*** Opening of Dataset content ***

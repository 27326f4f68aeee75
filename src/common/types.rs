//! Common types used throughout rust_autonomy

use nalgebra::{Matrix3, Vector2, Vector3, Vector4};

use crate::common::angle::wrap_to_pi;

/// 2D point representation
#[derive(Debug, Clone, Copy, PartialEq)]
pub struct Point2D {
    pub x: f64,
    pub y: f64,
}

impl Point2D {
    pub fn new(x: f64, y: f64) -> Self {
        Self { x, y }
    }

    pub fn origin() -> Self {
        Self { x: 0.0, y: 0.0 }
    }

    pub fn distance(&self, other: &Point2D) -> f64 {
        ((self.x - other.x).powi(2) + (self.y - other.y).powi(2)).sqrt()
    }

    pub fn to_vector(&self) -> Vector2<f64> {
        Vector2::new(self.x, self.y)
    }
}

impl From<(f64, f64)> for Point2D {
    fn from(tuple: (f64, f64)) -> Self {
        Self { x: tuple.0, y: tuple.1 }
    }
}

impl From<Vector2<f64>> for Point2D {
    fn from(v: Vector2<f64>) -> Self {
        Self { x: v[0], y: v[1] }
    }
}

/// 3D point representation
#[derive(Debug, Clone, Copy, PartialEq)]
pub struct Point3D {
    pub x: f64,
    pub y: f64,
    pub z: f64,
}

impl Point3D {
    pub fn new(x: f64, y: f64, z: f64) -> Self {
        Self { x, y, z }
    }

    pub fn origin() -> Self {
        Self { x: 0.0, y: 0.0, z: 0.0 }
    }

    pub fn distance(&self, other: &Point3D) -> f64 {
        ((self.x - other.x).powi(2) + (self.y - other.y).powi(2) + (self.z - other.z).powi(2)).sqrt()
    }

    pub fn to_vector(&self) -> Vector3<f64> {
        Vector3::new(self.x, self.y, self.z)
    }
}

/// 2D pose (position + orientation)
#[derive(Debug, Clone, Copy, PartialEq)]
pub struct Pose2D {
    pub x: f64,
    pub y: f64,
    pub yaw: f64,
}

impl Pose2D {
    pub fn new(x: f64, y: f64, yaw: f64) -> Self {
        Self { x, y, yaw }
    }

    pub fn origin() -> Self {
        Self { x: 0.0, y: 0.0, yaw: 0.0 }
    }

    pub fn position(&self) -> Point2D {
        Point2D::new(self.x, self.y)
    }

    pub fn to_vector(&self) -> Vector3<f64> {
        Vector3::new(self.x, self.y, self.yaw)
    }

    /// Normalize yaw to (-pi, pi]
    pub fn normalize_yaw(&mut self) {
        self.yaw = wrap_to_pi(self.yaw);
    }
}

impl From<Vector3<f64>> for Pose2D {
    fn from(v: Vector3<f64>) -> Self {
        Self { x: v[0], y: v[1], yaw: v[2] }
    }
}

/// Vehicle state with pose and velocity
#[derive(Debug, Clone, Copy, PartialEq)]
pub struct State2D {
    pub x: f64,
    pub y: f64,
    pub yaw: f64,
    pub v: f64,
}

impl State2D {
    pub fn new(x: f64, y: f64, yaw: f64, v: f64) -> Self {
        Self { x, y, yaw, v }
    }

    pub fn origin() -> Self {
        Self { x: 0.0, y: 0.0, yaw: 0.0, v: 0.0 }
    }

    pub fn pose(&self) -> Pose2D {
        Pose2D::new(self.x, self.y, self.yaw)
    }

    pub fn position(&self) -> Point2D {
        Point2D::new(self.x, self.y)
    }

    pub fn to_vector(&self) -> Vector4<f64> {
        Vector4::new(self.x, self.y, self.yaw, self.v)
    }

    /// Advance the state with the kinematic bicycle model.
    pub fn advance_bicycle(&mut self, accel: f64, steer: f64, wheelbase: f64, dt: f64) {
        self.x += self.v * self.yaw.cos() * dt;
        self.y += self.v * self.yaw.sin() * dt;
        self.yaw = wrap_to_pi(self.yaw + self.v / wheelbase * steer.tan() * dt);
        self.v += accel * dt;
    }
}

impl From<Vector4<f64>> for State2D {
    fn from(v: Vector4<f64>) -> Self {
        Self { x: v[0], y: v[1], yaw: v[2], v: v[3] }
    }
}

/// Control input for differential drive robot
#[derive(Debug, Clone, Copy, PartialEq)]
pub struct ControlInput {
    pub v: f64,      // linear velocity
    pub omega: f64,  // angular velocity
}

impl ControlInput {
    pub fn new(v: f64, omega: f64) -> Self {
        Self { v, omega }
    }

    pub fn zero() -> Self {
        Self { v: 0.0, omega: 0.0 }
    }

    pub fn to_vector(&self) -> Vector2<f64> {
        Vector2::new(self.v, self.omega)
    }
}

impl From<Vector2<f64>> for ControlInput {
    fn from(v: Vector2<f64>) -> Self {
        Self { v: v[0], omega: v[1] }
    }
}

/// Path represented as a sequence of 2D points
#[derive(Debug, Clone)]
pub struct Path2D {
    pub points: Vec<Point2D>,
}

impl Path2D {
    pub fn new() -> Self {
        Self { points: Vec::new() }
    }

    pub fn from_points(points: Vec<Point2D>) -> Self {
        Self { points }
    }

    pub fn from_xy(x: &[f64], y: &[f64]) -> Self {
        assert_eq!(x.len(), y.len());
        let points = x.iter().zip(y.iter())
            .map(|(&x, &y)| Point2D::new(x, y))
            .collect();
        Self { points }
    }

    pub fn push(&mut self, point: Point2D) {
        self.points.push(point);
    }

    pub fn len(&self) -> usize {
        self.points.len()
    }

    pub fn is_empty(&self) -> bool {
        self.points.is_empty()
    }

    pub fn x_coords(&self) -> Vec<f64> {
        self.points.iter().map(|p| p.x).collect()
    }

    pub fn y_coords(&self) -> Vec<f64> {
        self.points.iter().map(|p| p.y).collect()
    }

    pub fn total_length(&self) -> f64 {
        if self.points.len() < 2 {
            return 0.0;
        }
        self.points.windows(2)
            .map(|w| w[0].distance(&w[1]))
            .sum()
    }
}

impl Default for Path2D {
    fn default() -> Self {
        Self::new()
    }
}

/// Waypoint with a target speed, as read from a mission file
#[derive(Debug, Clone, Copy, PartialEq)]
pub struct Waypoint {
    pub x: f64,
    pub y: f64,
    pub speed: f64,
}

impl Waypoint {
    pub fn new(x: f64, y: f64, speed: f64) -> Self {
        Self { x, y, speed }
    }

    pub fn position(&self) -> Point2D {
        Point2D::new(self.x, self.y)
    }
}

/// Timestamped pose estimate with covariance, as emitted by a localizer
#[derive(Debug, Clone, Copy, PartialEq)]
pub struct PoseEstimate {
    pub t: f64,
    pub pose: Vector3<f64>,
    pub covariance: Matrix3<f64>,
}

impl PoseEstimate {
    pub fn new(t: f64, pose: Vector3<f64>, covariance: Matrix3<f64>) -> Self {
        Self { t, pose, covariance }
    }

    pub fn pose2d(&self) -> Pose2D {
        Pose2D::from(self.pose)
    }

    pub fn position(&self) -> Point2D {
        Point2D::new(self.pose[0], self.pose[1])
    }
}

#[cfg(test)]
mod tests {
    use super::*;
    use std::f64::consts::PI;

    #[test]
    fn test_point2d_distance() {
        let p1 = Point2D::new(0.0, 0.0);
        let p2 = Point2D::new(3.0, 4.0);
        assert!((p1.distance(&p2) - 5.0).abs() < 1e-10);
    }

    #[test]
    fn test_pose2d_normalize_yaw() {
        let mut pose = Pose2D::new(0.0, 0.0, 4.0);
        pose.normalize_yaw();
        assert!(pose.yaw > -PI && pose.yaw <= PI);
        assert!((pose.yaw - (4.0 - 2.0 * PI)).abs() < 1e-12);
    }

    #[test]
    fn test_path2d_total_length() {
        let path = Path2D::from_xy(&[0.0, 1.0, 1.0], &[0.0, 0.0, 1.0]);
        assert!((path.total_length() - 2.0).abs() < 1e-10);
    }

    #[test]
    fn test_state2d_advance_straight() {
        let mut state = State2D::new(0.0, 0.0, 0.0, 2.0);
        for _ in 0..10 {
            state.advance_bicycle(0.0, 0.0, 2.0, 0.1);
        }
        assert!((state.x - 2.0).abs() < 1e-10);
        assert!(state.y.abs() < 1e-10);
        assert!(state.yaw.abs() < 1e-10);
    }

    #[test]
    fn test_state2d_advance_turns_left() {
        let mut state = State2D::new(0.0, 0.0, 0.0, 2.0);
        for _ in 0..50 {
            state.advance_bicycle(0.0, 0.2, 2.0, 0.1);
        }
        assert!(state.yaw > 0.0);
        assert!(state.y > 0.0);
    }
}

*** Close of Dataset content ***

Go through the preceding material and copy each line that has the word "covariance".

Your response:
/// Timestamped pose estimate with covariance, as emitted by a localizer
    pub covariance: Matrix3<f64>,
    pub fn new(t: f64, pose: Vector3<f64>, covariance: Matrix3<f64>) -> Self {
        Self { t, pose, covariance }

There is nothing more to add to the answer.